In Sinners, Jordan plays Elijah "Smoke" and Elias "Stack" Moore, twin brothers and WWI veterans who open a juke joint in an abandoned sawmill in 1932 Clarksdale, Mississippi. What starts as a music story becomes a vampire siege. The film earned 16 nominations — the most of any film in Academy history — and won four. It grossed $370 million worldwide, making it the highest-grossing original film of the 2020s and the fifth-highest-grossing horror film ever. All of that from an original story, no franchise, no sequel.
The person who wrote that story is Ryan Coogler, who also won Best Original Screenplay. He and Jordan have been making movies together since 2013, when Coogler saw something in him and said, "I think you're a movie star.
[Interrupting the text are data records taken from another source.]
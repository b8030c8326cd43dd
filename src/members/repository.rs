use diesel::dsl::{count_star, sql};
use diesel::prelude::*;
use diesel::sql_types::{Double, Nullable};
use log::{debug, warn};
use std::sync::Arc;
use tokio::task;

use super::models::{AgeStatistics, Member, MemberTeamRow, NewMember, NewTeam, Team, TeamAverage};
use super::search::MemberSearchCondition;
use crate::schema::{members, teams};
use crate::shared::database::{Database, DbConnection};
use crate::shared::errors::AppResult;
use crate::shared::pagination::{PaginatedResult, PaginationParams};

/// Columns of the flattened member/team projection. Team columns come from
/// the outer side of the join and select as nullable.
type MemberTeamSelection = (
    members::id,
    members::name,
    members::age,
    diesel::dsl::Nullable<teams::id>,
    diesel::dsl::Nullable<teams::name>,
);

fn member_team_selection() -> MemberTeamSelection {
    (
        members::id,
        members::name,
        members::age,
        teams::id.nullable(),
        teams::name.nullable(),
    )
}

/// Repository over the member/team schema.
///
/// The search entry points share one predicate construction
/// ([`MemberSearchCondition::to_predicate`]) across every result shape, which
/// is the point of the pattern: filters are composed once and attached to a
/// flattened projection, an entity query, or a count without change.
pub struct MemberRepository {
    db: Arc<Database>,
}

impl MemberRepository {
    pub fn new(db: Arc<Database>) -> Self {
        Self { db }
    }

    // ================== BASIC OPERATIONS ==================

    pub async fn save_team(&self, new_team: NewTeam) -> AppResult<Team> {
        let db = Arc::clone(&self.db);

        task::spawn_blocking(move || -> AppResult<Team> {
            let mut conn = db.get_connection()?;
            let team = diesel::insert_into(teams::table)
                .values(&new_team)
                .get_result::<Team>(&mut conn)?;
            Ok(team)
        })
        .await?
    }

    pub async fn save(&self, new_member: NewMember) -> AppResult<Member> {
        let db = Arc::clone(&self.db);

        task::spawn_blocking(move || -> AppResult<Member> {
            let mut conn = db.get_connection()?;
            let member = diesel::insert_into(members::table)
                .values(&new_member)
                .get_result::<Member>(&mut conn)?;
            Ok(member)
        })
        .await?
    }

    pub async fn find_by_id(&self, id: i64) -> AppResult<Option<Member>> {
        let db = Arc::clone(&self.db);

        task::spawn_blocking(move || -> AppResult<Option<Member>> {
            let mut conn = db.get_connection()?;
            let member = members::table
                .filter(members::id.eq(id))
                .first::<Member>(&mut conn)
                .optional()?;
            Ok(member)
        })
        .await?
    }

    pub async fn find_all(&self) -> AppResult<Vec<Member>> {
        let db = Arc::clone(&self.db);

        task::spawn_blocking(move || -> AppResult<Vec<Member>> {
            let mut conn = db.get_connection()?;
            let rows = members::table
                .order(members::id.asc())
                .load::<Member>(&mut conn)?;
            Ok(rows)
        })
        .await?
    }

    pub async fn find_by_username(&self, username: &str) -> AppResult<Vec<Member>> {
        let db = Arc::clone(&self.db);
        let username = username.to_owned();

        task::spawn_blocking(move || -> AppResult<Vec<Member>> {
            let mut conn = db.get_connection()?;
            let rows = members::table
                .filter(members::name.eq(username))
                .order(members::id.asc())
                .load::<Member>(&mut conn)?;
            Ok(rows)
        })
        .await?
    }

    // ================== DYNAMIC SEARCH ==================

    /// Search returning the flattened member/team projection.
    ///
    /// Members without a team are still returned (left outer join) with
    /// `None` team fields.
    pub async fn search(&self, condition: MemberSearchCondition) -> AppResult<Vec<MemberTeamRow>> {
        self.log_condition(&condition, "search");
        let db = Arc::clone(&self.db);

        task::spawn_blocking(move || -> AppResult<Vec<MemberTeamRow>> {
            let mut conn = db.get_connection()?;

            let join = members::table.left_join(teams::table);
            let rows = match condition.to_predicate() {
                Some(predicate) => join
                    .select(member_team_selection())
                    .filter(predicate)
                    .order(members::id.asc())
                    .load::<MemberTeamRow>(&mut conn)?,
                None => join
                    .select(member_team_selection())
                    .order(members::id.asc())
                    .load::<MemberTeamRow>(&mut conn)?,
            };
            Ok(rows)
        })
        .await?
    }

    /// Search returning raw member entities.
    ///
    /// Same join and same predicate as [`search`](Self::search); only the
    /// projection differs.
    pub async fn search_members(
        &self,
        condition: MemberSearchCondition,
    ) -> AppResult<Vec<Member>> {
        self.log_condition(&condition, "search_members");
        let db = Arc::clone(&self.db);

        task::spawn_blocking(move || -> AppResult<Vec<Member>> {
            let mut conn = db.get_connection()?;

            let join = members::table.left_join(teams::table);
            let rows = match condition.to_predicate() {
                Some(predicate) => join
                    .select(members::all_columns)
                    .filter(predicate)
                    .order(members::id.asc())
                    .load::<Member>(&mut conn)?,
                None => join
                    .select(members::all_columns)
                    .order(members::id.asc())
                    .load::<Member>(&mut conn)?,
            };
            Ok(rows)
        })
        .await?
    }

    /// Paginated variant of [`search`](Self::search): page content plus the
    /// total count of matching rows, both built from the same condition.
    pub async fn search_page(
        &self,
        condition: MemberSearchCondition,
        pagination: PaginationParams,
    ) -> AppResult<PaginatedResult<MemberTeamRow>> {
        self.log_condition(&condition, "search_page");
        let db = Arc::clone(&self.db);

        task::spawn_blocking(move || -> AppResult<PaginatedResult<MemberTeamRow>> {
            let mut conn = db.get_connection()?;

            let total = count_matching(&mut conn, &condition)?;

            let join = members::table.left_join(teams::table);
            let items = match condition.to_predicate() {
                Some(predicate) => join
                    .select(member_team_selection())
                    .filter(predicate)
                    .order(members::id.asc())
                    .offset(pagination.offset())
                    .limit(pagination.limit())
                    .load::<MemberTeamRow>(&mut conn)?,
                None => join
                    .select(member_team_selection())
                    .order(members::id.asc())
                    .offset(pagination.offset())
                    .limit(pagination.limit())
                    .load::<MemberTeamRow>(&mut conn)?,
            };

            Ok(PaginatedResult::new(items, total, &pagination))
        })
        .await?
    }

    /// Count members matching the condition.
    pub async fn count(&self, condition: MemberSearchCondition) -> AppResult<u64> {
        self.log_condition(&condition, "count");
        let db = Arc::clone(&self.db);

        task::spawn_blocking(move || -> AppResult<u64> {
            let mut conn = db.get_connection()?;
            count_matching(&mut conn, &condition)
        })
        .await?
    }

    // ================== AGGREGATION ==================

    /// Count, sum, min and max over all member ages. The average is derived
    /// from sum and count instead of `AVG` so every value loads with a plain
    /// integer type.
    pub async fn age_statistics(&self) -> AppResult<AgeStatistics> {
        let db = Arc::clone(&self.db);

        task::spawn_blocking(move || -> AppResult<AgeStatistics> {
            let mut conn = db.get_connection()?;

            let (count, total, oldest, youngest) = members::table
                .select((
                    count_star(),
                    // Qualified calls: `dsl::{max, min, sum}` are glob
                    // re-exports that collide with the helper types of the
                    // same names.
                    diesel::dsl::sum(members::age),
                    diesel::dsl::max(members::age),
                    diesel::dsl::min(members::age),
                ))
                .first::<(i64, Option<i64>, Option<i32>, Option<i32>)>(&mut conn)?;

            let average = total
                .filter(|_| count > 0)
                .map(|total_age| total_age as f64 / count as f64);

            Ok(AgeStatistics {
                count,
                total,
                average,
                oldest,
                youngest,
            })
        })
        .await?
    }

    /// Average member age per team (inner join, grouped by team name).
    pub async fn average_age_by_team(&self) -> AppResult<Vec<TeamAverage>> {
        let db = Arc::clone(&self.db);

        task::spawn_blocking(move || -> AppResult<Vec<TeamAverage>> {
            let mut conn = db.get_connection()?;

            let rows = members::table
                .inner_join(teams::table)
                .group_by(teams::name)
                .select((teams::name, sql::<Nullable<Double>>("avg(members.age)")))
                .order(teams::name.asc())
                .load::<(String, Option<f64>)>(&mut conn)?;

            Ok(rows
                .into_iter()
                .map(|(team_name, average_age)| TeamAverage {
                    team_name,
                    average_age,
                })
                .collect())
        })
        .await?
    }

    /// Members whose age equals the maximum age, via a scalar subquery.
    pub async fn oldest_members(&self) -> AppResult<Vec<Member>> {
        let db = Arc::clone(&self.db);

        task::spawn_blocking(move || -> AppResult<Vec<Member>> {
            let mut conn = db.get_connection()?;

            // The inner query gets its own alias so `members` can appear in
            // both the outer statement and the subquery.
            let peers = diesel::alias!(crate::schema::members as peers);
            let max_age = peers
                .select(diesel::dsl::max(peers.field(members::age)))
                .single_value();
            let rows = members::table
                .filter(members::age.nullable().eq(max_age))
                .order(members::id.asc())
                .load::<Member>(&mut conn)?;
            Ok(rows)
        })
        .await?
    }

    // ================== BULK OPERATIONS ==================
    //
    // Bulk statements run directly against the database. Rows already loaded
    // into memory keep their old values; callers must re-read affected rows
    // after any of these calls.

    /// Rename every member younger than `cutoff` to `placeholder` in one
    /// statement. Returns the affected row count.
    pub async fn rename_members_younger_than(
        &self,
        cutoff: i32,
        placeholder: &str,
    ) -> AppResult<u64> {
        let db = Arc::clone(&self.db);
        let placeholder = placeholder.to_owned();

        task::spawn_blocking(move || -> AppResult<u64> {
            let mut conn = db.get_connection()?;
            let affected = diesel::update(members::table.filter(members::age.lt(cutoff)))
                .set(members::name.eq(placeholder))
                .execute(&mut conn)?;
            debug!("bulk rename touched {} members", affected);
            Ok(affected as u64)
        })
        .await?
    }

    /// Add one year to every member's age. Returns the affected row count.
    pub async fn increment_all_ages(&self) -> AppResult<u64> {
        let db = Arc::clone(&self.db);

        task::spawn_blocking(move || -> AppResult<u64> {
            let mut conn = db.get_connection()?;
            let affected = diesel::update(members::table)
                .set(members::age.eq(members::age + 1))
                .execute(&mut conn)?;
            debug!("bulk age increment touched {} members", affected);
            Ok(affected as u64)
        })
        .await?
    }

    /// Delete every member aged `cutoff` or older. Returns the affected row
    /// count.
    pub async fn delete_members_aged_at_least(&self, cutoff: i32) -> AppResult<u64> {
        let db = Arc::clone(&self.db);

        task::spawn_blocking(move || -> AppResult<u64> {
            let mut conn = db.get_connection()?;
            let affected =
                diesel::delete(members::table.filter(members::age.ge(cutoff))).execute(&mut conn)?;
            debug!("bulk delete removed {} members", affected);
            Ok(affected as u64)
        })
        .await?
    }

    fn log_condition(&self, condition: &MemberSearchCondition, entry_point: &str) {
        if condition.is_unscoped() {
            warn!("{} called without any filter; this scans the whole members table", entry_point);
        } else {
            debug!("{} condition: {:?}", entry_point, condition);
        }
    }
}

/// Count over the same join and predicate the row queries use.
fn count_matching(conn: &mut DbConnection, condition: &MemberSearchCondition) -> AppResult<u64> {
    let join = members::table.left_join(teams::table);

    let total: i64 = match condition.to_predicate() {
        Some(predicate) => join.filter(predicate).count().get_result(conn)?,
        None => join.count().get_result(conn)?,
    };

    Ok(total as u64)
}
Let's do this project together and show the world." That project was Fruitvale Station. Then came Creed, Black Panther, Wakanda Forever, and now Sinners — five films in thirteen years. In his speech, Coogler said he wrote the movie for his kids, "to say sorry for the housekeeping mess that we left in this world we're handing off to them." He's married to Zinzi Evans, and they have three children.
Behind the camera in a different way was Autumn Durald Arkapaw, who shot Sinners on IMAX 65mm and Ultra Panavision — the first female cinematographer to work with either format. When she won Best Cinematography, she became the first woman to take that award in its 98-year history. Arkapaw, who is of Filipino and African American Creole descent, asked every woman in the room to stand up. "I feel like I don't get here without you guys," she told them.
Delroy Lindo, 73, got his first Oscar nomination for playing blues musician Delta Slim — after a 50-year career. His son Damiri was the one who told him about the nomination. He lost Best Supporting Actor to Sean Penn, who won his third Oscar but wasn't there to accept it, reportedly traveling to Ukraine instead. Wunmi Mosaku, the Nigerian-British actress who played hoodoo practitioner Annie, also earned her first nomination after 20 years in the industry. She'd spent months studying hoodoo and perfecting a Louisiana Creole dialect for the role. Ludwig Göransson won his third Best Original Score — after Black Panther and Oppenheimer — making him the youngest three-time winner in the category at 41.
The night's other headline belonged to Paul Thomas Anderson, who finally won his first Oscars after 11 prior nominations without a win. His film One Battle After Another took Best Picture, Best Director, and Best Adapted Screenplay, plus three more — six total. The man behind There Will Be Blood, Phantom Thread, and Licorice Pizza had waited a long time.
But the image from the night that sticks is simpler than any of that. A mother in the audience, hands clasped, watching her son hold a gold statue. Donna Jordan drove him to those auditions. She was there when it paid off.